La hausse des prix pèse sur les familles et la diaspora
Un déjeuner prévu comme ordinaire est devenu, pour Laura et son mari, le signe que la donne a changé : l'addition s'est élevée à 140 dollars — et sans boissons. Cette somme, rapportée par L'Orient-Le Jour, illustre la pression sur le pouvoir d'achat que subissent les Libanais et les membres de la diaspora qui rentrent au pays pour des motifs familiaux.
Installée au Qatar, cette consultante de 32 ans avait prévu un budget pour quelques semaines au Liban, mais en deux semaines son couple avait déjà dépensé environ 66 % de plus que prévu et puisait dans ses économies. Les exemples cités montrent que la hausse des prix n'est pas limitée à la restauration : un service de maquillage est passé de 80 à 130 dollars, une facture de générateur privé chez la mère de Laura a atteint 635 dollars, et des voituriers demandaient jusqu'à 800 (la devise n'est pas précisée dans l'extrait).

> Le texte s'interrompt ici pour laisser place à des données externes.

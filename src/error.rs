//! Error types for the editorial workflow.
//!
//! Errors fall into the classes reported by [`WorkflowError::kind`]:
//!
//! - **Validation**: a field value was rejected before any state change.
//! - **StateTransition**: the requested transition is not allowed from the
//!   current state of the entity. Nothing was mutated.
//! - **Resource**: an attachment exceeded its size ceiling.
//! - **Persistence**: the store failed. Multi-step writes are all-or-nothing.
//! - **Dispatch**: the notification gateway failed. A committed state change
//!   is never rolled back because of this.

use thiserror::Error;

use crate::domain::RefereeState;

#[derive(Debug, Clone, Copy, PartialEq, Eq)]
pub enum ErrorKind {
    Validation,
    StateTransition,
    Resource,
    NotFound,
    Persistence,
    Dispatch,
}

#[derive(Debug, Error)]
pub enum WorkflowError {
    #[error("validation failed: {0}")]
    Validation(String),

    #[error("referee has already responded to this invitation")]
    AlreadyResponded,

    #[error("report has already been submitted and can no longer be changed")]
    ReportImmutable,

    #[error("referee assignment has been canceled")]
    AssignmentCanceled,

    #[error("a recommendation is required to submit a report")]
    RecommendationRequired,

    #[error("cannot {action} while assignment is {from:?}")]
    InvalidTransition {
        from: RefereeState,
        action: &'static str,
    },

    #[error("attachment is {size_bytes} bytes, limit is {limit} bytes")]
    AttachmentTooLarge { size_bytes: u64, limit: u64 },

    #[error("{0} not found")]
    NotFound(String),

    #[error("persistence failure: {0}")]
    Persistence(String),

    #[error(transparent)]
    Dispatch(#[from] DispatchError),
}

impl WorkflowError {
    pub fn kind(&self) -> ErrorKind {
        match self {
            WorkflowError::Validation(_) => ErrorKind::Validation,
            WorkflowError::AlreadyResponded
            | WorkflowError::ReportImmutable
            | WorkflowError::AssignmentCanceled
            | WorkflowError::RecommendationRequired
            | WorkflowError::InvalidTransition { .. } => ErrorKind::StateTransition,
            WorkflowError::AttachmentTooLarge { .. } => ErrorKind::Resource,
            WorkflowError::NotFound(_) => ErrorKind::NotFound,
            WorkflowError::Persistence(_) => ErrorKind::Persistence,
            WorkflowError::Dispatch(_) => ErrorKind::Dispatch,
        }
    }

    pub fn not_found(what: impl std::fmt::Display) -> Self {
        WorkflowError::NotFound(what.to_string())
    }
}

impl From<sqlx::Error> for WorkflowError {
    fn from(err: sqlx::Error) -> Self {
        WorkflowError::Persistence(err.to_string())
    }
}

/// Failure to hand a message to the notification gateway.
#[derive(Debug, Clone, Error, PartialEq, Eq)]
pub enum DispatchError {
    #[error("gateway did not answer within {0:?}")]
    Timeout(std::time::Duration),

    #[error("no recipients resolved for action {0}")]
    NoRecipients(&'static str),

    #[error("gateway error: {0}")]
    Gateway(String),
}

pub type WorkflowResult<T> = Result<T, WorkflowError>;

#[cfg(test)]
mod tests {
    use super::*;

    #[test]
    fn kinds_follow_taxonomy() {
        assert_eq!(
            WorkflowError::Validation("x".into()).kind(),
            ErrorKind::Validation
        );
        assert_eq!(
            WorkflowError::AlreadyResponded.kind(),
            ErrorKind::StateTransition
        );
        assert_eq!(
            WorkflowError::AttachmentTooLarge {
                size_bytes: 6,
                limit: 5
            }
            .kind(),
            ErrorKind::Resource
        );
        assert_eq!(
            WorkflowError::from(DispatchError::NoRecipients("x")).kind(),
            ErrorKind::Dispatch
        );
    }
}
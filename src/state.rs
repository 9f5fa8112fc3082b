use crate::scan::ScanEngine;
use crate::storage::FileStore;
use crate::workflow::Desk;

#[derive(Clone)]
pub struct AppState {
    pub desk: Desk,
    pub scans: ScanEngine,
    pub files: FileStore,
}
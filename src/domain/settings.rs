use chrono::Duration;
use serde::{Deserialize, Serialize};
use sqlx::FromRow;

use crate::error::{WorkflowError, WorkflowResult};

/// Upper bound for every duration parameter.
pub const MAX_SETTING_VALUE: i32 = 1000;

/// Journal-wide deadline parameters. Persisted as a single row and created
/// with the defaults below the first time it is read.
#[derive(Debug, Clone, PartialEq, Eq, FromRow, Serialize, Deserialize)]
pub struct DurationSettings {
    pub days_to_assign_area_editor: i32,
    pub days_for_initial_review: i32,
    pub days_to_remind_area_editor: i32,
    pub days_for_external_review: i32,
    pub days_to_respond_to_referee_request: i32,
    pub days_to_remind_unanswered_invitation: i32,
    pub days_to_wait_after_invitation_reminder: i32,
    pub days_before_deadline_to_remind_referee: i32,
    pub days_to_remind_overdue_referee: i32,
    pub days_to_extend_missed_report_deadlines: i32,
    pub days_after_reports_completed_to_submit_decision: i32,
    pub days_to_remind_overdue_decision_approval: i32,
    pub number_of_reports_expected: i32,
}

impl Default for DurationSettings {
    fn default() -> Self {
        Self {
            days_to_assign_area_editor: 2,
            days_for_initial_review: 14,
            days_to_remind_area_editor: 3,
            days_for_external_review: 28,
            days_to_respond_to_referee_request: 3,
            days_to_remind_unanswered_invitation: 1,
            days_to_wait_after_invitation_reminder: 1,
            days_before_deadline_to_remind_referee: 7,
            days_to_remind_overdue_referee: 1,
            days_to_extend_missed_report_deadlines: 7,
            days_after_reports_completed_to_submit_decision: 5,
            days_to_remind_overdue_decision_approval: 1,
            number_of_reports_expected: 2,
        }
    }
}

impl DurationSettings {
    fn named_values(&self) -> [(&'static str, i32); 13] {
        [
            ("days_to_assign_area_editor", self.days_to_assign_area_editor),
            ("days_for_initial_review", self.days_for_initial_review),
            ("days_to_remind_area_editor", self.days_to_remind_area_editor),
            ("days_for_external_review", self.days_for_external_review),
            (
                "days_to_respond_to_referee_request",
                self.days_to_respond_to_referee_request,
            ),
            (
                "days_to_remind_unanswered_invitation",
                self.days_to_remind_unanswered_invitation,
            ),
            (
                "days_to_wait_after_invitation_reminder",
                self.days_to_wait_after_invitation_reminder,
            ),
            (
                "days_before_deadline_to_remind_referee",
                self.days_before_deadline_to_remind_referee,
            ),
            (
                "days_to_remind_overdue_referee",
                self.days_to_remind_overdue_referee,
            ),
            (
                "days_to_extend_missed_report_deadlines",
                self.days_to_extend_missed_report_deadlines,
            ),
            (
                "days_after_reports_completed_to_submit_decision",
                self.days_after_reports_completed_to_submit_decision,
            ),
            (
                "days_to_remind_overdue_decision_approval",
                self.days_to_remind_overdue_decision_approval,
            ),
            ("number_of_reports_expected", self.number_of_reports_expected),
        ]
    }

    /// Checks every value is within `[0, 1000]` and that the early report
    /// reminder falls strictly inside the external review period.
    pub fn validate(&self) -> WorkflowResult<()> {
        for (name, value) in self.named_values() {
            if !(0..=MAX_SETTING_VALUE).contains(&value) {
                return Err(WorkflowError::Validation(format!(
                    "{name} must be between 0 and {MAX_SETTING_VALUE}, got {value}"
                )));
            }
        }
        if self.days_for_external_review <= self.days_before_deadline_to_remind_referee {
            return Err(WorkflowError::Validation(
                "days_for_external_review must exceed days_before_deadline_to_remind_referee"
                    .to_string(),
            ));
        }
        Ok(())
    }

    pub fn reports_expected(&self) -> usize {
        self.number_of_reports_expected.max(0) as usize
    }
}

/// Converts a day count from the settings into a chrono duration.
pub fn days(n: i32) -> Duration {
    Duration::days(i64::from(n))
}

#[cfg(test)]
mod tests {
    use super::*;

    #[test]
    fn defaults_are_valid() {
        DurationSettings::default().validate().unwrap();
    }

    #[test]
    fn rejects_out_of_range_values() {
        let settings = DurationSettings {
            days_for_initial_review: 1001,
            ..Default::default()
        };
        let err = settings.validate().unwrap_err();
        assert!(err.to_string().contains("days_for_initial_review"));

        let settings = DurationSettings {
            number_of_reports_expected: -1,
            ..Default::default()
        };
        assert!(settings.validate().is_err());
    }

    #[test]
    fn early_reminder_must_precede_deadline() {
        let settings = DurationSettings {
            days_for_external_review: 7,
            days_before_deadline_to_remind_referee: 7,
            ..Default::default()
        };
        assert!(matches!(
            settings.validate(),
            Err(WorkflowError::Validation(_))
        ));
    }

    #[test]
    fn boundary_values_accepted() {
        let settings = DurationSettings {
            days_to_assign_area_editor: 0,
            days_for_external_review: 1000,
            ..Default::default()
        };
        settings.validate().unwrap();
    }
}
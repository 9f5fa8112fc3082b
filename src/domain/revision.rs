//! Revision chains.
//!
//! A chain is every submission sharing one `original_id`; members are
//! ordered by `revision_number`, which starts at 0 and grows by exactly one
//! per resubmission. Functions here take the chain as a slice so they can
//! run against whatever the store returned.

use serde::{Deserialize, Serialize};

use super::{AreaId, NewSubmission, Submission};
use crate::error::{WorkflowError, WorkflowResult};

/// Highest revision number in the chain, 0 when only the root exists.
pub fn latest_version_number(chain: &[Submission]) -> i32 {
    chain
        .iter()
        .map(|s| s.revision_number)
        .max()
        .unwrap_or(0)
}

pub fn is_latest_version(submission: &Submission, chain: &[Submission]) -> bool {
    submission.revision_number == latest_version_number(chain)
}

pub fn previous_revision<'a>(
    submission: &Submission,
    chain: &'a [Submission],
) -> Option<&'a Submission> {
    if submission.is_original() {
        return None;
    }
    chain.iter().find(|s| {
        s.original_id == submission.original_id
            && s.revision_number == submission.revision_number - 1
    })
}

/// Earlier versions, oldest first.
pub fn previous_versions<'a>(
    submission: &Submission,
    chain: &'a [Submission],
) -> Vec<&'a Submission> {
    let mut versions: Vec<&Submission> = chain
        .iter()
        .filter(|s| {
            s.original_id == submission.original_id
                && s.revision_number < submission.revision_number
        })
        .collect();
    versions.sort_by_key(|s| s.revision_number);
    versions
}

/// Author-supplied overrides for a resubmission.
#[derive(Debug, Clone, Default, Serialize, Deserialize)]
pub struct RevisionRequest {
    pub title: Option<String>,
    pub area: Option<AreaId>,
}

/// Builds the fields for the next version of `predecessor`.
///
/// Only the latest version of a chain may be revised, and only after a
/// decision inviting revisions.
pub fn prepare_revision(
    predecessor: &Submission,
    chain: &[Submission],
    request: RevisionRequest,
) -> WorkflowResult<NewSubmission> {
    if !is_latest_version(predecessor, chain) {
        return Err(WorkflowError::Validation(
            "only the latest version of a submission can be revised".to_string(),
        ));
    }
    if predecessor.withdrawn {
        return Err(WorkflowError::Validation(
            "submission has been withdrawn".to_string(),
        ));
    }
    if !predecessor.decision.invites_revision() {
        return Err(WorkflowError::Validation(format!(
            "decision {} does not invite a revision",
            predecessor.decision.as_str()
        )));
    }

    let new = NewSubmission {
        title: request.title.unwrap_or_else(|| predecessor.title.clone()),
        author: predecessor.author,
        area: request.area.unwrap_or(predecessor.area),
    };
    new.validate()?;
    Ok(new)
}

#[cfg(test)]
mod tests {
    use super::*;
    use crate::domain::Decision;
    use crate::test_utils::submission;
    use proptest::prelude::*;

    fn chain_of(len: i32) -> Vec<Submission> {
        (0..len)
            .map(|n| {
                let mut s = submission(100 + i64::from(n));
                s.original_id = 100;
                s.revision_number = n;
                s
            })
            .collect()
    }

    #[test]
    fn root_only_chain() {
        let chain = chain_of(1);
        assert_eq!(latest_version_number(&chain), 0);
        assert!(is_latest_version(&chain[0], &chain));
        assert!(previous_revision(&chain[0], &chain).is_none());
        assert!(previous_versions(&chain[0], &chain).is_empty());
    }

    #[test]
    fn previous_revision_is_one_step_back() {
        let chain = chain_of(4);
        let prev = previous_revision(&chain[3], &chain).unwrap();
        assert_eq!(prev.revision_number, 2);
        let history: Vec<i32> = previous_versions(&chain[3], &chain)
            .iter()
            .map(|s| s.revision_number)
            .collect();
        assert_eq!(history, vec![0, 1, 2]);
    }

    #[test]
    fn revision_requires_inviting_decision() {
        let mut chain = chain_of(2);
        let err = prepare_revision(&chain[1], &chain, RevisionRequest::default()).unwrap_err();
        assert!(matches!(err, WorkflowError::Validation(_)));

        chain[1].decision = Decision::MajorRevisions;
        let new = prepare_revision(&chain[1], &chain, RevisionRequest::default()).unwrap();
        assert_eq!(new.title, chain[1].title);

        chain[0].decision = Decision::MajorRevisions;
        assert!(prepare_revision(&chain[0], &chain, RevisionRequest::default()).is_err());
    }

    #[test]
    fn revision_overrides_are_validated() {
        let mut chain = chain_of(1);
        chain[0].decision = Decision::MinorRevisions;
        let request = RevisionRequest {
            title: Some(String::new()),
            area: Some(9),
        };
        assert!(prepare_revision(&chain[0], &chain, request).is_err());
    }

    proptest! {
        #[test]
        fn exactly_one_latest_member(len in 1i32..12) {
            let chain = chain_of(len);
            let latest: Vec<_> = chain.iter().filter(|s| is_latest_version(s, &chain)).collect();
            prop_assert_eq!(latest.len(), 1);
            prop_assert_eq!(latest_version_number(&chain), len - 1);
        }
    }
}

Ce que ces chiffres disent de la situation économique
Ces montants traduisent plusieurs phénomènes simultanés : une inflation élevée des prix des services, une pression sur les coûts fixes (générateurs électriques dans un contexte de coupures) et une indexation probable sur le dollar ou sur des repères de prix internationaux. Pour des ménages qui s'appuyaient sur des budgets planifiés, ces hausses se traduisent immédiatement par des arbitrages sur l'épargne, la consommation et la participation à des événements familiaux — occasions pourtant culturellement et socialement importantes.
« Ma maquilleuse facturait ses services à 80 dollars. Aujourd’hui, elle en demande 130. »
Impacts concrets et effets en chaîne
Les conséquences à court terme sont tangibles : réduction des dépenses non essentielles, report d'achats, recours accru aux économies ou à l'aide de l'étranger. À moyen terme, si ces tendances perdurent, elles pèsent sur la demande intérieure et peuvent fragiliser des secteurs dépendants du tourisme et des dépenses de célébration (mariages, fêtes), essentiels dans la structure sociale et économique du pays.
- Services quotidiens (coiffure, maquillage, voituriers) : augmentation rapide des tarifs.
- Coûts de fonctionnement (générateur) : charges élevées pour l'électricité privée.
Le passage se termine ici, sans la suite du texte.